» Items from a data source
/// Marching squares algorithm to generate contour lines
///
/// # Arguments
/// * `data` - Grid data in row-major order
/// * `width` - Grid width
/// * `height` - Grid height
/// * `level` - Contour level to extract
///
/// # Returns
/// Vector of line segments representing the contour
pub fn march_squares(data: &[f32], width: usize, height: usize, level: f32) -> Vec<Segment> {
    if width < 2 || height < 2 || data.len() != width * height {
        return vec![];
    }

    let mut segments = Vec::new();

    for y in 0..(height - 1) {
        for x in 0..(width - 1) {
            let tl = data[y * width + x];
            let tr = data[y * width + x + 1];
            let bl = data[(y + 1) * width + x];
            let br = data[(y + 1) * width + x + 1];

            // Cells touching missing data produce no line
            if tl.is_nan() || tr.is_nan() || bl.is_nan() || br.is_nan() {
                continue;
            }

            let mut cell_index = 0;
            if tl >= level {
                cell_index |= 1;
            }
            if tr >= level {
                cell_index |= 2;
            }
            if br >= level {
                cell_index |= 4;
            }
            if bl >= level {
                cell_index |= 8;
            }

            segments.extend(get_cell_segments(
                cell_index, x as f32, y as f32, tl, tr, br, bl, level,
            ));
        }
    }

    segments
}

/// Get line segments for a marching squares cell
///
/// Uses linear interpolation to find where the contour crosses cell edges
#[allow(clippy::too_many_arguments)]
fn get_cell_segments(
    cell_index: u8,
    x: f32,
    y: f32,
    tl: f32,
    tr: f32,
    br: f32,
    bl: f32,
    level: f32,
) -> Vec<Segment> {
    let top = interpolate_edge(x, y, x + 1.0, y, tl, tr, level);
    let right = interpolate_edge(x + 1.0, y, x + 1.0, y + 1.0, tr, br, level);
    let bottom = interpolate_edge(x, y + 1.0, x + 1.0, y + 1.0, bl, br, level);
    let left = interpolate_edge(x, y, x, y + 1.0, tl, bl, level);

    match cell_index {
        0 | 15 => vec![],
        1 | 14 => vec![Segment { start: left, end: top }],
        2 | 13 => vec![Segment { start: top, end: right }],
        3 | 12 => vec![Segment { start: left, end: right }],
        4 | 11 => vec![Segment { start: right, end: bottom }],
        5 => vec![
            // Saddle
            Segment { start: left, end: top },
            Segment { start: right, end: bottom },
        ],
        6 | 9 => vec![Segment { start: top, end: bottom }],
        7 | 8 => vec![Segment { start: left, end: bottom }],
        10 => vec![
            // Saddle
            Segment { start: top, end: right },
            Segment { start: left, end: bottom },
        ],
        _ => vec![],
    }
}

/// Linearly interpolate between two edge points based on data values
fn interpolate_edge(
    x1: f32,
    y1: f32,
    x2: f32,
    y2: f32,
    val1: f32,
    val2: f32,
    level: f32,
) -> Point {
    if (val2 - val1).abs() < 1e-6 {
        return Point::new((x1 + x2) / 2.0, (y1 + y2) / 2.0);
    }

    let t = ((level - val1) / (val2 - val1)).clamp(0.0, 1.0);
    Point::new(x1 + t * (x2 - x1), y1 + t * (y2 - y1))
}

/// Connect line segments into continuous polylines
///
/// Takes a collection of unordered segments and chains them end to end.
pub fn connect_segments(segments: Vec<Segment>, level: f32) -> Vec<Contour> {
    let epsilon = 0.001;
    let mut contours = Vec::new();
    let mut used = vec![false; segments.len()];

    for start_idx in 0..segments.len() {
        if used[start_idx] {
            continue;
        }

        let mut points = vec![segments[start_idx].start, segments[start_idx].end];
        used[start_idx] = true;

        let mut current_end = segments[start_idx].end;
        loop {
            let next = segments.iter().enumerate().find_map(|(i, seg)| {
                if used[i] {
                    None
                } else if seg.start.distance(&current_end) < epsilon {
                    Some((i, seg.end))
                } else if seg.end.distance(&current_end) < epsilon {
                    Some((i, seg.start))
                } else {
                    None
                }
            });
            match next {
                Some((i, point)) => {
                    used[i] = true;
                    points.push(point);
                    current_end = point;
                }
                None => break,
            }
        }

        let closed = points[0].distance(&current_end) < epsilon;
        contours.push(Contour {
            level,
            points,
            closed,
        });
    }

    contours
}

/// Apply Chaikin's corner cutting algorithm for smoothing
pub fn smooth_contour(contour: &Contour, iterations: u32) -> Contour {
    if iterations == 0 || contour.points.len() < 3 {
        return contour.clone();
    }

    let mut points = contour.points.clone();

    for _ in 0..iterations {
        let n = points.len();
        let pairs = if contour.closed { n } else { n - 1 };
        let mut new_points = Vec::with_capacity(pairs * 2 + 2);

        if !contour.closed {
            new_points.push(points[0]);
        }
        for i in 0..pairs {
            let p1 = points[i];
            let p2 = points[(i + 1) % n];
            new_points.push(Point::new(0.75 * p1.x + 0.25 * p2.x, 0.75 * p1.y + 0.25 * p2.y));
            new_points.push(Point::new(0.25 * p1.x + 0.75 * p2.x, 0.25 * p1.y + 0.75 * p2.y));
        }
        if !contour.closed {
            new_points.push(points[n - 1]);
        }

        points = new_points;
    }

    Contour {
        level: contour.level,
        points,
        closed: contour.closed,
    }
}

» Required action
In the entries, some lines may contain the word "closed". Give how many do, as a number by itself.

» Answer section
6